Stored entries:
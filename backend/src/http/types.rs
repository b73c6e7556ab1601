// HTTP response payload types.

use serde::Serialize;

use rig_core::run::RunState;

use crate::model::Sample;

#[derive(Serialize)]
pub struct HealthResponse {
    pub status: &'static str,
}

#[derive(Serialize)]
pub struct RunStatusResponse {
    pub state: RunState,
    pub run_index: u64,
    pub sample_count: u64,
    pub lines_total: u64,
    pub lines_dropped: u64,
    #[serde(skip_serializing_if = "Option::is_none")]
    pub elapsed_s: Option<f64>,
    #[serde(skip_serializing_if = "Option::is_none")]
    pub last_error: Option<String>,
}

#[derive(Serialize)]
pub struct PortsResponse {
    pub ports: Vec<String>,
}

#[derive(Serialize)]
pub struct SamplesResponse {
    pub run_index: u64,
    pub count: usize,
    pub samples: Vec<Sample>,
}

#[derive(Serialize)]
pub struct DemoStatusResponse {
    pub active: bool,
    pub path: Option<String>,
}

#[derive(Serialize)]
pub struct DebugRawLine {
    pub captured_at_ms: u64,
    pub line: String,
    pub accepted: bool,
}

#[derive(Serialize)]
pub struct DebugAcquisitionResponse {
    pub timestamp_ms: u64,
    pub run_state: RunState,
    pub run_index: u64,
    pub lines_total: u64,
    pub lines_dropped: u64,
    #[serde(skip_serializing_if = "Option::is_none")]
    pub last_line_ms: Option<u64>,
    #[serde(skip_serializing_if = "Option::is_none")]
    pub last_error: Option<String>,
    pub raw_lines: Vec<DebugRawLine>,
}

# [Instructions to follow]
Nothing but the lines from the one with "use rig_core::run::RunState;" to the last line of the data should appear in the answer, each exactly as it stands.

# [Task solution]
use rig_core::run::RunState;

use crate::model::Sample;

#[derive(Serialize)]
pub struct HealthResponse {
    pub status: &'static str,
}

#[derive(Serialize)]
pub struct RunStatusResponse {
    pub state: RunState,
    pub run_index: u64,
    pub sample_count: u64,
    pub lines_total: u64,
    pub lines_dropped: u64,
    #[serde(skip_serializing_if = "Option::is_none")]
    pub elapsed_s: Option<f64>,
    #[serde(skip_serializing_if = "Option::is_none")]
    pub last_error: Option<String>,
}

#[derive(Serialize)]
pub struct PortsResponse {
    pub ports: Vec<String>,
}

#[derive(Serialize)]
pub struct SamplesResponse {
    pub run_index: u64,
    pub count: usize,
    pub samples: Vec<Sample>,
}

#[derive(Serialize)]
pub struct DemoStatusResponse {
    pub active: bool,
    pub path: Option<String>,
}

#[derive(Serialize)]
pub struct DebugRawLine {
    pub captured_at_ms: u64,
    pub line: String,
    pub accepted: bool,
}

#[derive(Serialize)]
pub struct DebugAcquisitionResponse {
    pub timestamp_ms: u64,
    pub run_state: RunState,
    pub run_index: u64,
    pub lines_total: u64,
    pub lines_dropped: u64,
    #[serde(skip_serializing_if = "Option::is_none")]
    pub last_line_ms: Option<u64>,
    #[serde(skip_serializing_if = "Option::is_none")]
    pub last_error: Option<String>,
    pub raw_lines: Vec<DebugRawLine>,
}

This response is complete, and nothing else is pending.